A Lincoln School of Humanities and Heritage graduate, Annabelle Hamilton-Bing spent a summer working for Professor Mark Gardiner on his research into the medieval history of Lincolnshire, with financial support from the School. This research has resulted in a peer-reviewed academic publication by Mark and Annabelle in the internationally recognised interdisciplinary journal Medieval Settlement Research.

Annabelle worked for Mark over the summer of 2023, the year she graduated. She took her undergraduate degree in the Conservation of Cultural Heritage, and this work allowed her to develop and broaden her range of skills for employment. She worked part-time for Mark for eight weeks and was taught how to take digital data from lidar survey and to manipulate it in a GIS program to produce images of areas of countryside in southern Lincolnshire (Kesteven).

The site of the hamlet of Boughton around Boughton House.

Annabelle experimented with the most effective means of displaying the images. She then had to interpret the earthworks displayed in the images to understand the landscape history and the significance of the earthworks in terms of the late medieval history of the region. Finally, she had to write up the results to provide an account of what she had found.

Asgarby church from the south-west.

This area had not been thoroughly studied for its earthworks and Mark and Annabelle experimented in using various types of data. They wanted to work out how the earthworks could be best displayed and interpreted. They also went out and looked at some of the sites in the field to ‘ground truth’ their findings.
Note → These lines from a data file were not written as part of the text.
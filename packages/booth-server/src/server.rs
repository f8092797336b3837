//! Wiring: hardware selection, sockets, machine lifetime and shutdown.

use std::path::PathBuf;

use clap::Args;
use tokio::net::TcpListener;
use tokio::signal;
use tokio::sync::broadcast;

use booth_core::camera::{self, CameraAdapter, CameraBackend, FakeCamera, RaspistillCamera};
use booth_core::channel::CommandChannel;
use booth_core::machine::{BoothMachine, MachineCommand};
use booth_core::print::{LogPrinter, LpPrinter, PrintService};

use crate::push;

#[derive(Args)]
pub struct ServerArgs {
    /// Port for the touchscreen command socket
    #[arg(long, default_value = "12345")]
    pub port: u16,

    /// Host to bind both sockets to
    #[arg(long, default_value = "0.0.0.0")]
    pub host: String,

    /// Port for the presentation-layer notification stream
    #[arg(long, default_value = "12346")]
    pub ui_port: u16,

    /// Where the captured still is written (defaults to ~/booth_capture.jpg)
    #[arg(long)]
    pub capture_path: Option<PathBuf>,

    /// Printer queue name handed to lp (system default queue when omitted)
    #[arg(long)]
    pub printer: Option<String>,

    /// Log hardware actions instead of driving the camera and printer
    #[arg(long)]
    pub fake_hardware: bool,
}

pub async fn run(args: ServerArgs) {
    let fake = args.fake_hardware || std::env::var("BOOTH_FAKE_HARDWARE").is_ok();
    let capture_path = args.capture_path.unwrap_or_else(camera::default_capture_path);
    let spool_dir = capture_path
        .parent()
        .map(PathBuf::from)
        .unwrap_or_else(|| PathBuf::from("."));

    // Presentation stream first, so the UI can attach before the booth
    // starts cycling.
    let (ui_tx, _) = broadcast::channel(256);
    let ui_addr = format!("{}:{}", args.host, args.ui_port);
    match TcpListener::bind(&ui_addr).await {
        Ok(listener) => {
            tokio::spawn(push::serve(listener, ui_tx.clone()));
        }
        Err(e) => {
            eprintln!("[server] failed to bind presentation socket {}: {}", ui_addr, e);
            std::process::exit(1);
        }
    }

    let backend: Box<dyn CameraBackend> = if fake {
        eprintln!("[server] using fake hardware");
        Box::new(FakeCamera)
    } else {
        Box::new(RaspistillCamera::new())
    };
    let camera = match CameraAdapter::new(backend) {
        Ok(camera) => camera,
        Err(e) => {
            eprintln!("[server] camera init failed: {}", e);
            std::process::exit(1);
        }
    };
    let printer: Box<dyn PrintService> = if fake {
        Box::new(LogPrinter)
    } else {
        Box::new(LpPrinter::new(args.printer, spool_dir))
    };
    let emitter = Box::new(push::BroadcastEmitter::new(ui_tx));

    let channel = match CommandChannel::bind(&args.host, args.port).await {
        Ok(channel) => channel,
        Err(e) => {
            eprintln!("[server] failed to bind command socket: {}", e);
            std::process::exit(1);
        }
    };

    println!("booth controller listening on {}:{}", args.host, args.port);
    println!("presentation stream on {}", ui_addr);

    let (mut machine, command_tx) = BoothMachine::new(camera, printer, emitter, capture_path);
    let mut runner = tokio::spawn(async move { machine.run(channel).await });

    tokio::select! {
        result = &mut runner => report(result),
        _ = signal::ctrl_c() => {
            println!("shutting down");
            let _ = command_tx.send(MachineCommand::Shutdown).await;
            report(runner.await);
        }
    }
}

fn report(result: Result<Result<(), String>, tokio::task::JoinError>) {
    match result {
        Ok(Ok(())) => {}
        Ok(Err(e)) => eprintln!("[server] controller failed: {}", e),
        Err(e) => eprintln!("[server] controller task panicked: {}", e),
    }
}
Annabelle learnt how to understand the field archaeology and the factors which had led to the survival of earthworks – sometimes under woodland, but more commonly in pasture fields. She acquired experience in both digital skills and academic research. Mark took her through the process of preparing a paper for publication, including dealing with the referees’ comments and checking proofs, so and she was involved in the process from beginning to the end, with the impressive result of a peer-reviewed publication in a prestigious scholarly journal.